What is expected ->
Return the data below exactly, but only from the line containing "mod memory;" through the line containing "and the ledger", with both of those lines included.

Exercise data ->
=====

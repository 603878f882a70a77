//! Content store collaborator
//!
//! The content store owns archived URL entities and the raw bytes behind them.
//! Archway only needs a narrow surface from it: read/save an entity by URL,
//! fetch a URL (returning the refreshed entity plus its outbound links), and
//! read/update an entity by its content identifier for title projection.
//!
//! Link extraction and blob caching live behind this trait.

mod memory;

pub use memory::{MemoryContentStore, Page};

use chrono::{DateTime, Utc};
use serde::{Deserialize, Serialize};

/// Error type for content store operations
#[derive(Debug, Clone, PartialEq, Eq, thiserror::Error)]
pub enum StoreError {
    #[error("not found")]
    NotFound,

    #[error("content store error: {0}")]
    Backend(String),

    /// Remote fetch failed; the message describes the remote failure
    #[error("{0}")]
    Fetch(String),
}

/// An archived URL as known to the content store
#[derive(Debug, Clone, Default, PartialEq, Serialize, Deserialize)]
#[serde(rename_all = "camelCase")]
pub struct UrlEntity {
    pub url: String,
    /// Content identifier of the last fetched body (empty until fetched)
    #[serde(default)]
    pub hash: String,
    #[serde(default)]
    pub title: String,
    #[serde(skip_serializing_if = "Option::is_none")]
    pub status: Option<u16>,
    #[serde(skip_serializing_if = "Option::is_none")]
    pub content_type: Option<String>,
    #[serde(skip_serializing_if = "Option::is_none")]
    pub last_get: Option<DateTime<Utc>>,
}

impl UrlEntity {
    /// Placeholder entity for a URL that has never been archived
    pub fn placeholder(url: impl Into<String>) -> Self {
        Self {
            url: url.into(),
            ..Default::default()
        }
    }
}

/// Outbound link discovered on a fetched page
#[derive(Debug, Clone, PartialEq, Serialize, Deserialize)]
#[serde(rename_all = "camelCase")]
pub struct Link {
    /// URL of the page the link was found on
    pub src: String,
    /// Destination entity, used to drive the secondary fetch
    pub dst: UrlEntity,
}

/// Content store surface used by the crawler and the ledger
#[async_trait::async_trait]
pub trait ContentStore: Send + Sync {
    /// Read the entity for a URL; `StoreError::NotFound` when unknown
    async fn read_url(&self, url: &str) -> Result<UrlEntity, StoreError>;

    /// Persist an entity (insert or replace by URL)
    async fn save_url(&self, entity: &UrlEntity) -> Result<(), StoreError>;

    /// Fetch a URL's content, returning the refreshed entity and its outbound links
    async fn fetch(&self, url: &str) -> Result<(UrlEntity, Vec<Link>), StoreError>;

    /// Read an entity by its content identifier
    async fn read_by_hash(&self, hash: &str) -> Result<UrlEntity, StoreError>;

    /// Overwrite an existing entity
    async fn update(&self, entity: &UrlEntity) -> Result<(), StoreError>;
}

=====

Result for this exercise ->
mod memory;

pub use memory::{MemoryContentStore, Page};

use chrono::{DateTime, Utc};
use serde::{Deserialize, Serialize};

/// Error type for content store operations
#[derive(Debug, Clone, PartialEq, Eq, thiserror::Error)]
pub enum StoreError {
    #[error("not found")]
    NotFound,

    #[error("content store error: {0}")]
    Backend(String),

    /// Remote fetch failed; the message describes the remote failure
    #[error("{0}")]
    Fetch(String),
}

/// An archived URL as known to the content store
#[derive(Debug, Clone, Default, PartialEq, Serialize, Deserialize)]
#[serde(rename_all = "camelCase")]
pub struct UrlEntity {
    pub url: String,
    /// Content identifier of the last fetched body (empty until fetched)
    #[serde(default)]
    pub hash: String,
    #[serde(default)]
    pub title: String,
    #[serde(skip_serializing_if = "Option::is_none")]
    pub status: Option<u16>,
    #[serde(skip_serializing_if = "Option::is_none")]
    pub content_type: Option<String>,
    #[serde(skip_serializing_if = "Option::is_none")]
    pub last_get: Option<DateTime<Utc>>,
}

impl UrlEntity {
    /// Placeholder entity for a URL that has never been archived
    pub fn placeholder(url: impl Into<String>) -> Self {
        Self {
            url: url.into(),
            ..Default::default()
        }
    }
}

/// Outbound link discovered on a fetched page
#[derive(Debug, Clone, PartialEq, Serialize, Deserialize)]
#[serde(rename_all = "camelCase")]
pub struct Link {
    /// URL of the page the link was found on
    pub src: String,
    /// Destination entity, used to drive the secondary fetch
    pub dst: UrlEntity,
}

/// Content store surface used by the crawler and the ledger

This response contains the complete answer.